> Problem statement:
Begin at the top of the following data. Copy each line exactly until you have copied the line containing "pub fn read_transcript(path: &Path)".

[Extracted material Boundary: Start]

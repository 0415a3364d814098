use std::path::Path;

use anyhow::{Context, Result};

/// Read a transcript text file.
///
/// The content is returned as-is; the extraction pipeline handles empty
/// or whitespace-only input itself.
pub fn read_transcript(path: &Path) -> Result<String> {
    std::fs::read_to_string(path)
        .with_context(|| format!("Failed to read transcript: {:?}", path))
}

#[cfg(test)]
mod tests {
    use super::*;
    use std::io::Write;

    #[test]
    fn test_read_transcript_roundtrip() {
        let mut file = tempfile::NamedTempFile::new().unwrap();
        write!(file, "My name is Ravi Kumar.").unwrap();

        let content = read_transcript(file.path()).unwrap();
        assert_eq!(content, "My name is Ravi Kumar.");
    }

    #[test]
    fn test_read_transcript_missing_file() {
        let result = read_transcript(Path::new("/nonexistent/transcript.txt"));
        assert!(result.is_err());
    }
}
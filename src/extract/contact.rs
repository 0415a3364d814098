use crate::patterns::PatternLibrary;
use crate::validate;

/// Extract the first syntactically valid email address, lowercased.
///
/// No disambiguation between multiple addresses: scanning stops at the
/// first candidate the validator accepts.
pub fn extract_email(transcript: &str, patterns: &PatternLibrary) -> Option<String> {
    patterns
        .email
        .find_iter(transcript)
        .map(|m| m.as_str())
        .find(|candidate| validate::is_valid_email(candidate))
        .map(|candidate| candidate.to_lowercase())
}

/// Extract the first phone-shaped match that passes validation, with
/// separators stripped. A leading `+` is preserved.
pub fn extract_phone(transcript: &str, patterns: &PatternLibrary) -> Option<String> {
    patterns
        .phone
        .find_iter(transcript)
        .map(|m| m.as_str().trim())
        .find(|candidate| validate::is_valid_phone(candidate))
        .map(normalize_phone)
}

fn normalize_phone(raw: &str) -> String {
    raw.chars()
        .filter(|c| c.is_ascii_digit() || *c == '+')
        .collect()
}

#[cfg(test)]
mod tests {
    use super::*;

    fn patterns() -> &'static PatternLibrary {
        PatternLibrary::global()
    }

    #[test]
    fn test_email_first_match_lowercased() {
        let result = extract_email("write to Priya.S@Example.COM anytime", patterns());
        assert_eq!(result.as_deref(), Some("priya.s@example.com"));
    }

    #[test]
    fn test_email_none_when_absent() {
        assert_eq!(extract_email("no contact details here", patterns()), None);
    }

    #[test]
    fn test_email_skips_invalid_scans_to_valid() {
        // The first email-like token has no dotted domain and is never
        // a candidate; the dotted one is returned.
        let text = "ping me at bad@localhost or good@example.com";
        assert_eq!(
            extract_email(text, patterns()).as_deref(),
            Some("good@example.com")
        );
    }

    #[test]
    fn test_phone_normalizes_separators() {
        let result = extract_phone("call +91-98765 43210 after six", patterns());
        assert_eq!(result.as_deref(), Some("+919876543210"));
    }

    #[test]
    fn test_phone_rejects_short_digit_runs() {
        assert_eq!(extract_phone("room 123 4567", patterns()), None);
    }

    #[test]
    fn test_phone_parenthesized_area_code() {
        let result = extract_phone("my number is (555) 123-4567", patterns());
        assert_eq!(result.as_deref(), Some("5551234567"));
    }
}
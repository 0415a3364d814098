use crate::patterns::PatternLibrary;

/// Plausible range for years of work experience
const MAX_EXPERIENCE_YEARS: u32 = 50;

/// Extract years of work experience.
///
/// The surface patterns are tried in priority order; the first pattern
/// with an in-range match decides, regardless of what later patterns
/// would have found. The value is normalized to "<n> years".
pub fn extract_experience(transcript: &str, patterns: &PatternLibrary) -> Option<String> {
    for pattern in &patterns.experience {
        if let Some(caps) = pattern.captures(transcript) {
            let years: u32 = caps[1].parse().ok()?;
            if years >= 1 && years <= MAX_EXPERIENCE_YEARS {
                return Some(format!("{} years", years));
            }
        }
    }
    None
}

#[cfg(test)]
mod tests {
    use super::*;

    fn patterns() -> &'static PatternLibrary {
        PatternLibrary::global()
    }

    #[test]
    fn test_years_of_experience_phrase() {
        let result = extract_experience("I have 3 years of experience in backend", patterns());
        assert_eq!(result.as_deref(), Some("3 years"));
    }

    #[test]
    fn test_experience_of_phrase() {
        let result = extract_experience("total experience of 7 years across two jobs", patterns());
        assert_eq!(result.as_deref(), Some("7 years"));
    }

    #[test]
    fn test_plus_suffix_and_yrs_abbreviation() {
        let result = extract_experience("about 5+ yrs experience with cloud", patterns());
        assert_eq!(result.as_deref(), Some("5 years"));
    }

    #[test]
    fn test_pattern_priority_decides() {
        // Both the first and third ladder rungs could match; the first
        // rung wins even though the third appears earlier in the text.
        let text = "spent 9 years working abroad, and I have 4 years of experience in Rust";
        assert_eq!(
            extract_experience(text, patterns()).as_deref(),
            Some("4 years")
        );
    }

    #[test]
    fn test_out_of_range_years_rejected() {
        assert_eq!(extract_experience("I have 0 years of experience", patterns()), None);
        assert_eq!(
            extract_experience("I have 80 years of experience", patterns()),
            None
        );
    }

    #[test]
    fn test_no_experience_mention() {
        assert_eq!(extract_experience("I enjoy hiking and chess", patterns()), None);
    }
}
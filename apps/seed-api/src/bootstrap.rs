use std::any::Any;
use std::net::SocketAddr;

use axum::http::{header, HeaderName, HeaderValue, Method, StatusCode};
use axum::response::{IntoResponse, Response};
use axum::Json;
use seed_protocol::ErrorBody;
use utoipa::OpenApi;

use crate::{access_log, request_ctx, responses, router, security, AppState};

const DEFAULT_PORT: &str = "8000";
const DEFAULT_BIND: &str = "0.0.0.0";
const DEFAULT_FRONTEND_URL: &str = "http://localhost:3000";
const DEFAULT_MAX_CONC: usize = 1024;

#[derive(Debug, thiserror::Error)]
pub(crate) enum ConfigError {
    #[error("invalid API_HTTP_MAX_CONC: {0}")]
    InvalidConcurrency(String),
    #[error("invalid API_PORT: {0}")]
    InvalidPort(String),
    #[error("invalid API_BIND: {0}")]
    InvalidBind(String),
    #[error("invalid FRONTEND_URL: {0}")]
    InvalidFrontendUrl(String),
}

#[derive(Clone, Debug)]
pub(crate) struct ServerConfig {
    pub addr: SocketAddr,
    pub concurrency_limit: usize,
    pub frontend_origin: HeaderValue,
    pub dev_mode: bool,
    pub access_log: bool,
}

fn env_flag(key: &str, default: bool) -> bool {
    match std::env::var(key) {
        Ok(v) => {
            let v = v.trim();
            !(v == "0" || v.eq_ignore_ascii_case("false") || v.eq_ignore_ascii_case("off"))
        }
        Err(_) => default,
    }
}

/// `APP_ENV`, falling back to `NODE_ENV`; anything but `development` is production.
pub(crate) fn dev_mode_from_env() -> bool {
    std::env::var("APP_ENV")
        .or_else(|_| std::env::var("NODE_ENV"))
        .map(|v| v.trim().eq_ignore_ascii_case("development"))
        .unwrap_or(false)
}

pub(crate) fn server_config_from_env() -> Result<ServerConfig, ConfigError> {
    let concurrency_limit = std::env::var("API_HTTP_MAX_CONC")
        .ok()
        .map(|raw| {
            raw.trim()
                .parse::<usize>()
                .ok()
                .filter(|n| *n > 0)
                .ok_or(ConfigError::InvalidConcurrency(raw))
        })
        .transpose()?
        .unwrap_or(DEFAULT_MAX_CONC);

    let bind = std::env::var("API_BIND").unwrap_or_else(|_| DEFAULT_BIND.into());
    let port_raw = std::env::var("API_PORT").unwrap_or_else(|_| DEFAULT_PORT.into());
    let port: u16 = port_raw
        .trim()
        .parse()
        .map_err(|_| ConfigError::InvalidPort(port_raw.clone()))?;
    let ip: std::net::IpAddr = bind
        .trim()
        .trim_start_matches('[')
        .trim_end_matches(']')
        .parse()
        .map_err(|_| ConfigError::InvalidBind(bind.clone()))?;

    let frontend = std::env::var("FRONTEND_URL").unwrap_or_else(|_| DEFAULT_FRONTEND_URL.into());
    let frontend_origin = HeaderValue::from_str(frontend.trim().trim_end_matches('/'))
        .map_err(|_| ConfigError::InvalidFrontendUrl(frontend.clone()))?;

    Ok(ServerConfig {
        addr: SocketAddr::new(ip, port),
        concurrency_limit,
        frontend_origin,
        dev_mode: dev_mode_from_env(),
        access_log: env_flag("API_ACCESS_LOG", true),
    })
}

/// Turn a caught panic into the generic 500 envelope.
pub(crate) fn panic_response(err: Box<dyn Any + Send + 'static>, expose: bool) -> Response {
    let detail = if let Some(s) = err.downcast_ref::<String>() {
        s.clone()
    } else if let Some(s) = err.downcast_ref::<&str>() {
        (*s).to_string()
    } else {
        "unknown panic".to_string()
    };
    tracing::error!(panic = %detail, "handler panicked");
    (
        StatusCode::INTERNAL_SERVER_ERROR,
        Json(
            ErrorBody::new(responses::INTERNAL_TITLE)
                .with_message(responses::client_message(&detail, expose)),
        ),
    )
        .into_response()
}

pub(crate) fn attach_http_layers(router: axum::Router<()>, cfg: &ServerConfig) -> axum::Router<()> {
    use tower::limit::ConcurrencyLimitLayer;
    use tower_http::{
        catch_panic::CatchPanicLayer, compression::CompressionLayer, trace::TraceLayer,
    };

    let expose = cfg.dev_mode;
    router
        .layer(CatchPanicLayer::custom(
            move |err: Box<dyn Any + Send + 'static>| panic_response(err, expose),
        ))
        .layer(ConcurrencyLimitLayer::new(cfg.concurrency_limit))
        .layer(CompressionLayer::new())
        .layer(TraceLayer::new_for_http())
}

pub(crate) fn attach_global_layers(
    router: axum::Router<()>,
    cfg: &ServerConfig,
) -> axum::Router<()> {
    use tower_http::cors::CorsLayer;

    let router = if cfg.access_log {
        router.layer(axum::middleware::from_fn(access_log::access_log_mw))
    } else {
        router
    };
    let cors = CorsLayer::new()
        .allow_origin(cfg.frontend_origin.clone())
        .allow_credentials(true)
        .allow_methods([Method::GET, Method::POST, Method::OPTIONS])
        .allow_headers([
            header::CONTENT_TYPE,
            header::AUTHORIZATION,
            HeaderName::from_static("x-request-id"),
        ]);
    router
        .layer(axum::middleware::from_fn(request_ctx::request_id_mw))
        .layer(cors)
        .layer(axum::middleware::from_fn(security::headers_mw))
}

/// Routes, state and every layer, as served.
pub(crate) fn build_app(state: AppState, cfg: &ServerConfig) -> axum::Router<()> {
    let (router, endpoints) = router::build_router();
    tracing::debug!(count = endpoints.len(), "routes registered");
    for endpoint in &endpoints {
        tracing::trace!(%endpoint, "route");
    }
    attach_global_layers(attach_http_layers(router.with_state(state), cfg), cfg)
}

pub(crate) fn ensure_openapi_export() -> Result<Option<String>, std::io::Error> {
    if let Ok(path) = std::env::var("OPENAPI_OUT") {
        export_openapi(&path)?;
        return Ok(Some(path));
    }
    Ok(None)
}

fn export_openapi(path: &str) -> Result<(), std::io::Error> {
    if let Some(parent) = std::path::Path::new(path).parent() {
        if !parent.as_os_str().is_empty() {
            std::fs::create_dir_all(parent)?;
        }
    }
    let json = crate::openapi::ApiDoc::openapi()
        .to_pretty_json()
        .map_err(std::io::Error::other)?;
    std::fs::write(path, json)
}

#[cfg(test)]
mod tests {
    use super::*;
    use crate::test_support::env as test_env;

    const VARS: [&str; 7] = [
        "API_HTTP_MAX_CONC",
        "API_BIND",
        "API_PORT",
        "FRONTEND_URL",
        "APP_ENV",
        "NODE_ENV",
        "API_ACCESS_LOG",
    ];

    fn clean_env() -> test_env::EnvGuard {
        test_env::cleared(&VARS)
    }

    #[test]
    fn defaults_when_unset() {
        let _guard = clean_env();
        let cfg = server_config_from_env().expect("defaults parse");
        assert_eq!(cfg.addr, "0.0.0.0:8000".parse().unwrap());
        assert_eq!(cfg.concurrency_limit, 1024);
        assert_eq!(cfg.frontend_origin, "http://localhost:3000");
        assert!(!cfg.dev_mode);
        assert!(cfg.access_log);
    }

    #[test]
    fn invalid_port_is_rejected() {
        let mut guard = clean_env();
        guard.set("API_PORT", "eighty");
        let err = server_config_from_env().unwrap_err();
        assert!(matches!(err, ConfigError::InvalidPort(ref p) if p == "eighty"));
    }

    #[test]
    fn invalid_bind_and_concurrency_are_rejected() {
        let mut guard = clean_env();
        guard.set("API_BIND", "not-an-ip");
        assert!(matches!(
            server_config_from_env().unwrap_err(),
            ConfigError::InvalidBind(_)
        ));
        guard.set("API_BIND", "127.0.0.1");
        guard.set("API_HTTP_MAX_CONC", "0");
        assert!(matches!(
            server_config_from_env().unwrap_err(),
            ConfigError::InvalidConcurrency(_)
        ));
    }

    #[test]
    fn ipv6_bind_and_overrides() {
        let mut guard = clean_env();
        guard.set("API_BIND", "[::1]");
        guard.set("API_PORT", "9100");
        guard.set("API_ACCESS_LOG", "0");
        guard.set("FRONTEND_URL", "https://seed.example/");
        let cfg = server_config_from_env().expect("parse");
        assert_eq!(cfg.addr, "[::1]:9100".parse().unwrap());
        assert!(!cfg.access_log);
        assert_eq!(cfg.frontend_origin, "https://seed.example");
    }

    #[test]
    fn app_env_wins_over_node_env() {
        let mut guard = clean_env();
        guard.set("NODE_ENV", "development");
        assert!(dev_mode_from_env());
        guard.set("APP_ENV", "production");
        assert!(!dev_mode_from_env());
        guard.set("APP_ENV", "Development");
        assert!(dev_mode_from_env());
    }

    #[test]
    fn openapi_export_writes_json() {
        let mut guard = clean_env();
        let dir = tempfile::tempdir().expect("tempdir");
        let out = dir.path().join("docs").join("openapi.json");
        guard.set("OPENAPI_OUT", out.display().to_string());
        let written = ensure_openapi_export().expect("export");
        assert_eq!(written.as_deref(), Some(out.display().to_string().as_str()));
        let doc: serde_json::Value =
            serde_json::from_slice(&std::fs::read(&out).expect("read")).expect("json");
        assert!(doc["paths"]["/api/evolution/cycle/start"].is_object());
        assert!(doc["paths"]["/api/paths/{id}"].is_object());
    }
}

[Extracted material Boundary: End]

> Problem solution:
repository 0415a3364d814098
use std::path::Path;

use anyhow::{Context, Result};

/// Read a transcript text file.
///
/// The content is returned as-is; the extraction pipeline handles empty
/// or whitespace-only input itself.
pub fn read_transcript(path: &Path) -> Result<String> {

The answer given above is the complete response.